Die Beziehung zu Gott im Spiegel der Bindungstheorie

Eines meiner Lieblingsthemen in den Einführungsveranstaltungen meines Psychologiestudiums war die Entwicklungspsychologie. Besonders das Thema Bindung hat mich dabei gecatcht. Es ist so spannend, wie wichtig Bindung und Bindungserfahrungen von Kindern für eine gesunde Entwicklung und für gute Beziehungen später sind. Ich bin in einer Freikirche aufgewachsen und der Großteil meiner Bindungserfahrungen als Kind war mit Menschen aus der Freikirche. Familien und Kinder sind aus Freikirchen nicht wegzudenken, gerade für diese Zielgruppe gibt es oft die meisten Angebote. Warum also habe ich von dem Thema und der Relevanz von sicherer Bindung erst in meinem Psychologiestudium gehört?

Wenn man sich mit Bindungstypen auseinandersetzt, gibt es da klassischerweise vier (nach Bowlby): sichere Bindung, unsicher-vermeidende Bindung, unsicher-ambivalente Bindung und desorganisierte Bindung. Wie ein Kind an seine primären Bezugspersonen gebunden ist, lässt sich sogar messen.
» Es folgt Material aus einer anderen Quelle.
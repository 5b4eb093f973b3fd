//! Frame identifier type.

use std::fmt;

/// Identifies a physical frame, numbered from 1.
///
/// Using `usize` so residency tables can be indexed directly:
/// `frame_to_page[frame_id.0]`.
///
/// Ordering is by number, which is what breaks ties between frames with
/// equal eviction keys.
///
/// # Example
/// ```
/// use pagesim::FrameId;
///
/// let frame_id = FrameId::new(5);
/// assert_eq!(frame_id.0, 5);
/// ```
#[derive(Debug, Clone, Copy, PartialEq, Eq, Hash, PartialOrd, Ord)]
pub struct FrameId(pub usize);

impl FrameId {
    /// Create a new FrameId.
    #[inline]
    pub fn new(id: usize) -> Self {
        FrameId(id)
    }
}

impl fmt::Display for FrameId {
    fn fmt(&self, f: &mut fmt::Formatter<'_>) -> fmt::Result {
        write!(f, "{}", self.0)
    }
}

#[cfg(test)]
mod tests {
    use super::*;

    #[test]
    fn test_frame_id_new() {
        let fid = FrameId::new(10);
        assert_eq!(fid.0, 10);
    }

    #[test]
    fn test_frame_id_ordering() {
        assert!(FrameId::new(1) < FrameId::new(2));
        assert_eq!(FrameId::new(3).max(FrameId::new(2)), FrameId::new(3));
    }

    #[test]
    fn test_frame_id_display() {
        assert_eq!(format!("{}", FrameId::new(42)), "42");
    }
}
In der Freikirche werden Kinder schon sehr früh mit dem Konzept von Gott als Person konfrontiert, zu dem sie eine Beziehung aufbauen dürfen oder sollen. Dieser Person von Gott werden auch viele Eigenschaften zugeschrieben und schon früh werden Bibelgeschichten vorgelesen. Pädagogisch sinnvoll wäre es, nur die Geschichten vorzulesen, die für ein Kind in einem bestimmten Alter in der Entwicklung förderlich sind. Also vielleicht nicht direkt die Geschichte, wo Gott 99 Prozent der Menschen und fast alle Tiere ausrottet. Der Regenbogen am Ende ist zwar ganz schön, aber der strafende Gott, dem es kurz danach wieder leid tut, ist keine sichere und vorhersehbare Bezugsperson für Kinder! Und ja: In der Bibel zeigt Gott ambivalentes Verhalten, er zeigt Wut und Aggression, er zeigt wenig Rücksicht auf die Bedürfnisse von einzelnen Menschen, sobald es nicht seinen Vorstellungen entspricht, er distanziert sich, ist unvorhersehbar und furchteinflößend. Das sind alles Eigenschaften, die einer sicheren Bezugsperson nicht angemessen sind. Dabei gibt es genug Geschichten, bei denen Gott liebevoll ist, verlässlich, emotional stabil, präsent und geduldig. Bitte erzählt den Kindern doch diese Geschichten! Und NEIN, ich meine nicht die Kreuzigungsgeschichte. Ein ermordeter Gott, für dessen Tod man verantwortlich ist, ist keine Kindergeschichte darüber, wie sehr Gott uns liebt!

Heute hinterfrage ich immer wieder, wie sehr die frühe Bindung an einen unvorhersehbaren, liebenden und hassenden omnipräsenten Gott mich und meine Beziehungen zu anderen Menschen geprägt hat… Gut, dass auch als Erwachsene unser Gehirn nicht in Stein gemeißelt ist und wir immer wieder neue Erfahrungen machen können!